[Stored data]
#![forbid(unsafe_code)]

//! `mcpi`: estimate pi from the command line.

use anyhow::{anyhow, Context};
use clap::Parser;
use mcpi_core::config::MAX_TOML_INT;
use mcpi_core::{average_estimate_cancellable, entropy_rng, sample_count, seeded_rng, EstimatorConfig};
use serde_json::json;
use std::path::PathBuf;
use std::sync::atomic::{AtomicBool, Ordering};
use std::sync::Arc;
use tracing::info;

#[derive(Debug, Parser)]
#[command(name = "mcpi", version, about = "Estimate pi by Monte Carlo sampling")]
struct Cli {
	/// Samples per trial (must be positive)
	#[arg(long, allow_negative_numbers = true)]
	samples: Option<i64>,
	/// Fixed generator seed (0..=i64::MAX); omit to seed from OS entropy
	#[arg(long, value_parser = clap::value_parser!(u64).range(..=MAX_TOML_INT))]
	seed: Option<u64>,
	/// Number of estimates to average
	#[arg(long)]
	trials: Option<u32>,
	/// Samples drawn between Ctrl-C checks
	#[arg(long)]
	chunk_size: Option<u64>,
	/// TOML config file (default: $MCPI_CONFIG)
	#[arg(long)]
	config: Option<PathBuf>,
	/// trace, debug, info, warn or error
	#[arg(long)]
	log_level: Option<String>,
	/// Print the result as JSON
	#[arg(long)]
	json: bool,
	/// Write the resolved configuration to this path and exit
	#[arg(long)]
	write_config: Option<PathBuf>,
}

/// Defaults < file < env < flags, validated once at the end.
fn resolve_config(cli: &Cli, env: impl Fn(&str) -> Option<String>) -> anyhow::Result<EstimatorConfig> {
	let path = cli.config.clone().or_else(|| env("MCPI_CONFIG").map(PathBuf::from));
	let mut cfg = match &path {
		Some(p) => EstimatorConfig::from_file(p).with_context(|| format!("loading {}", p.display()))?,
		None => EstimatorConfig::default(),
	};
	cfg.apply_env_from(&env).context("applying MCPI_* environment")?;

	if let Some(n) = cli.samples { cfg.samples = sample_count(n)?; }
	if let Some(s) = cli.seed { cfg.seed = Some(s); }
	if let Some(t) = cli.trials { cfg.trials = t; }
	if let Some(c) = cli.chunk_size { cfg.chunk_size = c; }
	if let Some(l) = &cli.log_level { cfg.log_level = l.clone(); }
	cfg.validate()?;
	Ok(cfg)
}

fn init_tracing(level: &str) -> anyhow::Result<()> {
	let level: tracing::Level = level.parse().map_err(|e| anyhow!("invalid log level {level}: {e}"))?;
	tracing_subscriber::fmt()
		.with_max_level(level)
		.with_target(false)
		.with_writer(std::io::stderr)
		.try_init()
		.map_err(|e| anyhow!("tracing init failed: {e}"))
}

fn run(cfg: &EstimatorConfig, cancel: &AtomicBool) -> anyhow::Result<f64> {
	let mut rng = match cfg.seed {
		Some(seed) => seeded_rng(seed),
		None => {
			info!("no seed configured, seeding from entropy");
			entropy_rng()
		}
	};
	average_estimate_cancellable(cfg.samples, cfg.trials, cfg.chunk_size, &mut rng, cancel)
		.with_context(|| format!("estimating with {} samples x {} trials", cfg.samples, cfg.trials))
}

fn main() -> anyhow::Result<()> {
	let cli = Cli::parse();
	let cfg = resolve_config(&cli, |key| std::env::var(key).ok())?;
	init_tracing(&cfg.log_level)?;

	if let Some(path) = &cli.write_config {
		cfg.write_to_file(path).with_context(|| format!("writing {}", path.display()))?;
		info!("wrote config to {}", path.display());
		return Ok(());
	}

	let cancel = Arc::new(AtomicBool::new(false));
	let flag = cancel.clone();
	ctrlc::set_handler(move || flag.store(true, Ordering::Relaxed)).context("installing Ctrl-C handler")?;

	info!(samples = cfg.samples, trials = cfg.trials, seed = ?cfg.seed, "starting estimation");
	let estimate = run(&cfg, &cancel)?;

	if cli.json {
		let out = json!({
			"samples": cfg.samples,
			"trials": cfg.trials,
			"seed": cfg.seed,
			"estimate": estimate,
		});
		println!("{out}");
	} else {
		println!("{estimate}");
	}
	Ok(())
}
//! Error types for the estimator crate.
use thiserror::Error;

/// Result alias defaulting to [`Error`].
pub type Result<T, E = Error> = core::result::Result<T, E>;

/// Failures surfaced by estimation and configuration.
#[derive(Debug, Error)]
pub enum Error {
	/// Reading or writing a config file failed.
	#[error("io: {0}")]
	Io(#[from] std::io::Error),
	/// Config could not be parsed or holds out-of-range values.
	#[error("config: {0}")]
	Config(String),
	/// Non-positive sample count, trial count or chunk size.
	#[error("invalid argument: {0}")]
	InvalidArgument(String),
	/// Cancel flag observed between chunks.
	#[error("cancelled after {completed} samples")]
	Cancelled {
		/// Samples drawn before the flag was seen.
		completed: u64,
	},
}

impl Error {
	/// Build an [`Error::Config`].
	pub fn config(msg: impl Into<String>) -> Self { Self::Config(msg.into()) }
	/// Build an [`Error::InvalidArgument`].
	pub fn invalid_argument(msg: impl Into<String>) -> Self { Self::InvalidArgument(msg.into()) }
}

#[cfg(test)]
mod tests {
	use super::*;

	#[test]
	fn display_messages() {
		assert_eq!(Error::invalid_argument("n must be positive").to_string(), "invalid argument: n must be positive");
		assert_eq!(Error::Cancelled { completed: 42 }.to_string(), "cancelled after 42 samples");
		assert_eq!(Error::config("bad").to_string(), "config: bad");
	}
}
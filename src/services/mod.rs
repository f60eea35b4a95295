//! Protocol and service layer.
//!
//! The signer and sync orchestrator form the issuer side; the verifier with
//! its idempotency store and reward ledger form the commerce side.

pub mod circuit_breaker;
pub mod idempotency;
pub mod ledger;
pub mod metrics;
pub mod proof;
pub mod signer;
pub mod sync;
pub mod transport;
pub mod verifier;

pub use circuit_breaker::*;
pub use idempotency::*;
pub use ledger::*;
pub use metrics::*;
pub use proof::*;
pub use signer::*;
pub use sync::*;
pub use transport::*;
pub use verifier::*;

PROBLEM DETAILS
Reproduce all of the records precisely. No word may differ.

REPLY
#![forbid(unsafe_code)]

//! `mcpi`: estimate pi from the command line.

use anyhow::{anyhow, Context};
use clap::Parser;
use mcpi_core::config::MAX_TOML_INT;
use mcpi_core::{average_estimate_cancellable, entropy_rng, sample_count, seeded_rng, EstimatorConfig};
use serde_json::json;
use std::path::PathBuf;
use std::sync::atomic::{AtomicBool, Ordering};
use std::sync::Arc;
use tracing::info;

#[derive(Debug, Parser)]
#[command(name = "mcpi", version, about = "Estimate pi by Monte Carlo sampling")]
struct Cli {
	/// Samples per trial (must be positive)
	#[arg(long, allow_negative_numbers = true)]
	samples: Option<i64>,
	/// Fixed generator seed (0..=i64::MAX); omit to seed from OS entropy
	#[arg(long, value_parser = clap::value_parser!(u64).range(..=MAX_TOML_INT))]
	seed: Option<u64>,
	/// Number of estimates to average
	#[arg(long)]
	trials: Option<u32>,
	/// Samples drawn between Ctrl-C checks
	#[arg(long)]
	chunk_size: Option<u64>,
	/// TOML config file (default: $MCPI_CONFIG)
	#[arg(long)]
	config: Option<PathBuf>,
	/// trace, debug, info, warn or error
	#[arg(long)]
	log_level: Option<String>,
	/// Print the result as JSON
	#[arg(long)]
	json: bool,
	/// Write the resolved configuration to this path and exit
	#[arg(long)]
	write_config: Option<PathBuf>,
}

/// Defaults < file < env < flags, validated once at the end.
fn resolve_config(cli: &Cli, env: impl Fn(&str) -> Option<String>) -> anyhow::Result<EstimatorConfig> {
	let path = cli.config.clone().or_else(|| env("MCPI_CONFIG").map(PathBuf::from));
	let mut cfg = match &path {
		Some(p) => EstimatorConfig::from_file(p).with_context(|| format!("loading {}", p.display()))?,
		None => EstimatorConfig::default(),
	};
	cfg.apply_env_from(&env).context("applying MCPI_* environment")?;

	if let Some(n) = cli.samples { cfg.samples = sample_count(n)?; }
	if let Some(s) = cli.seed { cfg.seed = Some(s); }
	if let Some(t) = cli.trials { cfg.trials = t; }
	if let Some(c) = cli.chunk_size { cfg.chunk_size = c; }
	if let Some(l) = &cli.log_level { cfg.log_level = l.clone(); }
	cfg.validate()?;
	Ok(cfg)
}

fn init_tracing(level: &str) -> anyhow::Result<()> {
	let level: tracing::Level = level.parse().map_err(|e| anyhow!("invalid log level {level}: {e}"))?;
	tracing_subscriber::fmt()
		.with_max_level(level)
		.with_target(false)
		.with_writer(std::io::stderr)
		.try_init()
		.map_err(|e| anyhow!("tracing init failed: {e}"))
}

fn run(cfg: &EstimatorConfig, cancel: &AtomicBool) -> anyhow::Result<f64> {
	let mut rng = match cfg.seed {
		Some(seed) => seeded_rng(seed),
		None => {
			info!("no seed configured, seeding from entropy");
			entropy_rng()
		}
	};
	average_estimate_cancellable(cfg.samples, cfg.trials, cfg.chunk_size, &mut rng, cancel)
		.with_context(|| format!("estimating with {} samples x {} trials", cfg.samples, cfg.trials))
}

fn main() -> anyhow::Result<()> {
	let cli = Cli::parse();
	let cfg = resolve_config(&cli, |key| std::env::var(key).ok())?;
	init_tracing(&cfg.log_level)?;

	if let Some(path) = &cli.write_config {
		cfg.write_to_file(path).with_context(|| format!("writing {}", path.display()))?;
		info!("wrote config to {}", path.display());
		return Ok(());
	}

	let cancel = Arc::new(AtomicBool::new(false));
	let flag = cancel.clone();
	ctrlc::set_handler(move || flag.store(true, Ordering::Relaxed)).context("installing Ctrl-C handler")?;

	info!(samples = cfg.samples, trials = cfg.trials, seed = ?cfg.seed, "starting estimation");
	let estimate = run(&cfg, &cancel)?;

	if cli.json {
		let out = json!({
			"samples": cfg.samples,
			"trials": cfg.trials,
			"seed": cfg.seed,
			"estimate": estimate,
		});
		println!("{out}");
	} else {
		println!("{estimate}");
	}
	Ok(())
}
//! Error types for the estimator crate.
use thiserror::Error;

/// Result alias defaulting to [`Error`].
pub type Result<T, E = Error> = core::result::Result<T, E>;

/// Failures surfaced by estimation and configuration.
#[derive(Debug, Error)]
pub enum Error {
	/// Reading or writing a config file failed.
	#[error("io: {0}")]
	Io(#[from] std::io::Error),
	/// Config could not be parsed or holds out-of-range values.
	#[error("config: {0}")]
	Config(String),
	/// Non-positive sample count, trial count or chunk size.
	#[error("invalid argument: {0}")]
	InvalidArgument(String),
	/// Cancel flag observed between chunks.
	#[error("cancelled after {completed} samples")]
	Cancelled {
		/// Samples drawn before the flag was seen.
		completed: u64,
	},
}

impl Error {
	/// Build an [`Error::Config`].
	pub fn config(msg: impl Into<String>) -> Self { Self::Config(msg.into()) }
	/// Build an [`Error::InvalidArgument`].
	pub fn invalid_argument(msg: impl Into<String>) -> Self { Self::InvalidArgument(msg.into()) }
}

#[cfg(test)]
mod tests {
	use super::*;

	#[test]
	fn display_messages() {
		assert_eq!(Error::invalid_argument("n must be positive").to_string(), "invalid argument: n must be positive");
		assert_eq!(Error::Cancelled { completed: 42 }.to_string(), "cancelled after 42 samples");
		assert_eq!(Error::config("bad").to_string(), "config: bad");
	}
}
filename src/services/mod.rs
repository f60eea35b4a95295
//! Protocol and service layer.
//!
//! The signer and sync orchestrator form the issuer side; the verifier with
//! its idempotency store and reward ledger form the commerce side.

pub mod circuit_breaker;
pub mod idempotency;
pub mod ledger;
pub mod metrics;
pub mod proof;
pub mod signer;
pub mod sync;
pub mod transport;
pub mod verifier;

pub use circuit_breaker::*;
pub use idempotency::*;
pub use ledger::*;
pub use metrics::*;
pub use proof::*;
pub use signer::*;
pub use sync::*;
pub use transport::*;
pub use verifier::*;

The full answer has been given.